WHAT YOU NEED TO DO: Using the records that follow, copy every line containing the word "perspectives".

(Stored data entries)
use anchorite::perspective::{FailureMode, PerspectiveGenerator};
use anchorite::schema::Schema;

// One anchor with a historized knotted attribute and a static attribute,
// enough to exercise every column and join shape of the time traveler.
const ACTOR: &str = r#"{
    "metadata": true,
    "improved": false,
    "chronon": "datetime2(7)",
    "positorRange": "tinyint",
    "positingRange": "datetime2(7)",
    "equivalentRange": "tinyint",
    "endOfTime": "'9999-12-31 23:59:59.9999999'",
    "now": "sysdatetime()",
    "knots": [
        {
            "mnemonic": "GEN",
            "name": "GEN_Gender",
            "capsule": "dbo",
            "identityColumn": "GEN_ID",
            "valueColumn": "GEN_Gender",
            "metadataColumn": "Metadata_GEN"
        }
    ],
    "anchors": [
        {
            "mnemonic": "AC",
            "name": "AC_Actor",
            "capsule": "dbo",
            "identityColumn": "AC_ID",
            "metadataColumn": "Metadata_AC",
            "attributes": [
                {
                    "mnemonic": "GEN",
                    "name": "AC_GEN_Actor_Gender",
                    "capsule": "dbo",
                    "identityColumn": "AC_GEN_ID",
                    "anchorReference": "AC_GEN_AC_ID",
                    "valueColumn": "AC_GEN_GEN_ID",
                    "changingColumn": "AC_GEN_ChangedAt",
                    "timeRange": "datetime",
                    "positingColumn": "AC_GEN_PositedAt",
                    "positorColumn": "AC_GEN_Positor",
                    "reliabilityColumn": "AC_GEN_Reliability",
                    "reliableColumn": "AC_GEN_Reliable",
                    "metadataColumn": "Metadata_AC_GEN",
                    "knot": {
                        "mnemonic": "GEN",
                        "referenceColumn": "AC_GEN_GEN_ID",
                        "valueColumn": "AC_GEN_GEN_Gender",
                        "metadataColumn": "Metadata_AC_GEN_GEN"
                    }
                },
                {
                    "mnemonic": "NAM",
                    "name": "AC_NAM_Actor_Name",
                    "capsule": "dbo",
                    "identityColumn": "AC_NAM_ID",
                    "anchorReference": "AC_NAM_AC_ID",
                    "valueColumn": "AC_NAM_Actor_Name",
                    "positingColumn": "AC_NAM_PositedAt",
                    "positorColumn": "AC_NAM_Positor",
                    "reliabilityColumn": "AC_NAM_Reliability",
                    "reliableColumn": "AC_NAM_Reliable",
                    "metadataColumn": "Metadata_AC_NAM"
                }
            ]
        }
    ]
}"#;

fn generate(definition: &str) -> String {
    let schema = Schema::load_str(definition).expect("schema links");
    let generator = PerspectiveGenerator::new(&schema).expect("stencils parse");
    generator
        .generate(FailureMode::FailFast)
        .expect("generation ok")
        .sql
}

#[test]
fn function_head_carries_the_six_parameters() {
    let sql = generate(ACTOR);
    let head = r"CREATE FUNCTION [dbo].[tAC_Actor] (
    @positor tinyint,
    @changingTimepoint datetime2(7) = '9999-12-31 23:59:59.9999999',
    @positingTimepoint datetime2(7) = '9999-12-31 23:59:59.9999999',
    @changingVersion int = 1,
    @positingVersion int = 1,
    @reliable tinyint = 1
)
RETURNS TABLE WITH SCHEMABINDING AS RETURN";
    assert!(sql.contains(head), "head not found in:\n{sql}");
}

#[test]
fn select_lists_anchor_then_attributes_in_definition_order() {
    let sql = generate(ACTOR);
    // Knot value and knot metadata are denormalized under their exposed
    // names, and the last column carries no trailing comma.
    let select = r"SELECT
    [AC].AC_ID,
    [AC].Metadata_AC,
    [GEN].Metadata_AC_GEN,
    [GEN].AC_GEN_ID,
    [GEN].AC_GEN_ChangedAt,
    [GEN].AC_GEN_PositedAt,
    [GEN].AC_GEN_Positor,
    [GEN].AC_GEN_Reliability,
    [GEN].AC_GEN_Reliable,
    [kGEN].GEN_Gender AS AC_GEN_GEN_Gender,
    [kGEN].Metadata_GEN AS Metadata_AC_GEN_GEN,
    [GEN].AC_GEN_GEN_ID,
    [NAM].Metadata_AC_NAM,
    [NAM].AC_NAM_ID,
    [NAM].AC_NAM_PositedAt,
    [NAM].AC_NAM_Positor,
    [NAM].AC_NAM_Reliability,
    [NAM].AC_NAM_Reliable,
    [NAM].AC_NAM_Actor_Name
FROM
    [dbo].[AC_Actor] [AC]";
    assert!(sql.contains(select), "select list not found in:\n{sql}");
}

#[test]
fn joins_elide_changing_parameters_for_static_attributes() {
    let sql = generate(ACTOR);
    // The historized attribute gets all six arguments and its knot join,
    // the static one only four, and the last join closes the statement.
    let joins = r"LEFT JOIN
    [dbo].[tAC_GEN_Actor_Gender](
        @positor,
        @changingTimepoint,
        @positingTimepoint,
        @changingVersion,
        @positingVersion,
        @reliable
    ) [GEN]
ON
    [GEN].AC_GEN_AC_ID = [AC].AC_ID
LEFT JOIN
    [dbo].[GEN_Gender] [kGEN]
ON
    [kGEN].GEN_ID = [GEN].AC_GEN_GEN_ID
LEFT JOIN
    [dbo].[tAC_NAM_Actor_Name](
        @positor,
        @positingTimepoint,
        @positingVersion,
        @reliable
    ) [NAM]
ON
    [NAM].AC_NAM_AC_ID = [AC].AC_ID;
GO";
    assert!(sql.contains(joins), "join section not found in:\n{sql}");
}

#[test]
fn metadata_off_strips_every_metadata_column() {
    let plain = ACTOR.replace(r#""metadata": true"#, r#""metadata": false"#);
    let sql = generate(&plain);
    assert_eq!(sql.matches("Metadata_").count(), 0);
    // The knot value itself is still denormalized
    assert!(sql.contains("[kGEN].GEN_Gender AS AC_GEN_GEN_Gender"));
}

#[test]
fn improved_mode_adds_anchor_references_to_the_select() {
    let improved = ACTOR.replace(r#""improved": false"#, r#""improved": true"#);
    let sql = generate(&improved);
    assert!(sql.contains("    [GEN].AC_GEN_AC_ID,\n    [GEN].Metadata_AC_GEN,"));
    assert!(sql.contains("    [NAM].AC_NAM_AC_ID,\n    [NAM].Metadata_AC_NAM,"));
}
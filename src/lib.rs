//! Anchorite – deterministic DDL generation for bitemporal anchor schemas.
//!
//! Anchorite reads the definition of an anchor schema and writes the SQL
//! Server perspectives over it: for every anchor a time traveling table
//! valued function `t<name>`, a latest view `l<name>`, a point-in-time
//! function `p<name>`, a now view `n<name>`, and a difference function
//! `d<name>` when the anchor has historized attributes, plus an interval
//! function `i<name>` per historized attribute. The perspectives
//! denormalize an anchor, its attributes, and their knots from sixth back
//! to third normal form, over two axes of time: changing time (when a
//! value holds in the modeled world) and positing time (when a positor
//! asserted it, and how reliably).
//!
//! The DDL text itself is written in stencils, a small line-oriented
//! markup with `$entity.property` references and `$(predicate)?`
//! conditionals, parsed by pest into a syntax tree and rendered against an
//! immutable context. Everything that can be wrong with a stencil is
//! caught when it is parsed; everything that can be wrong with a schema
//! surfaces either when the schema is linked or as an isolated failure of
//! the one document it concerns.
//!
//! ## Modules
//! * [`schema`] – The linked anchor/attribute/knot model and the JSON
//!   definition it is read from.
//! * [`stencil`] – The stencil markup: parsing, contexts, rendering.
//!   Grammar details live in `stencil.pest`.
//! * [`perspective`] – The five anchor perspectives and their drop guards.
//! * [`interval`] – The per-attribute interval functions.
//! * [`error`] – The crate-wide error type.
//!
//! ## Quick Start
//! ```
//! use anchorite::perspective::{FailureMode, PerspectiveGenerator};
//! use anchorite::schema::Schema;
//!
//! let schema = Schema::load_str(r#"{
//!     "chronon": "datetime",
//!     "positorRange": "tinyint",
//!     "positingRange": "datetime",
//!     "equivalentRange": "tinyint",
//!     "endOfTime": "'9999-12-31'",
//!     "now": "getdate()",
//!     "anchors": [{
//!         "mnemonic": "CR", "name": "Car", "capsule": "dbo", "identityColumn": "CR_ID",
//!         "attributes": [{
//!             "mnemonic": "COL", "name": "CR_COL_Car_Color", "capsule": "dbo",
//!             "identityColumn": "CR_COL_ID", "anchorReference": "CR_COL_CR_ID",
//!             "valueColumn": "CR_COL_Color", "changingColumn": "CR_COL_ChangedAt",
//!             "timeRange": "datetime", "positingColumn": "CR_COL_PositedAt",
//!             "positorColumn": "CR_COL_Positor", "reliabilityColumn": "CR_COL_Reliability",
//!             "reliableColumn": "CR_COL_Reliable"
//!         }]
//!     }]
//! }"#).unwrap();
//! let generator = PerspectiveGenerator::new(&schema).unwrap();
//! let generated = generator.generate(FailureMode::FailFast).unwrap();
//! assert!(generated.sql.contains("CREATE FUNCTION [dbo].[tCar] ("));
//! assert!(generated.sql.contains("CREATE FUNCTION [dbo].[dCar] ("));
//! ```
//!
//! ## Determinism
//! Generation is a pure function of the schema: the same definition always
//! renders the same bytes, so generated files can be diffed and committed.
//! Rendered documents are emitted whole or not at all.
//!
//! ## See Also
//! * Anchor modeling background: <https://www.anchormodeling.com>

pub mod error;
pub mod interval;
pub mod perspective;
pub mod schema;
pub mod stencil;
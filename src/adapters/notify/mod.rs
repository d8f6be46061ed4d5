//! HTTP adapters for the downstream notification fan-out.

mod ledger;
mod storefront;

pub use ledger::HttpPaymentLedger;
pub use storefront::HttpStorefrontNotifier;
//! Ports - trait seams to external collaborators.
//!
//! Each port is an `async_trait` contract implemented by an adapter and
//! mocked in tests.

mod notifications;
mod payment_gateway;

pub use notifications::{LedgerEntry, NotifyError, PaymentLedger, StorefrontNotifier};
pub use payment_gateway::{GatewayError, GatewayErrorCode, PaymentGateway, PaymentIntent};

RESULT OF THE TASK:
//! Server perspectives over it: for every anchor a time traveling table
//! function `i<name>` per historized attribute. The perspectives
//! * [`perspective`] – The five anchor perspectives and their drop guards.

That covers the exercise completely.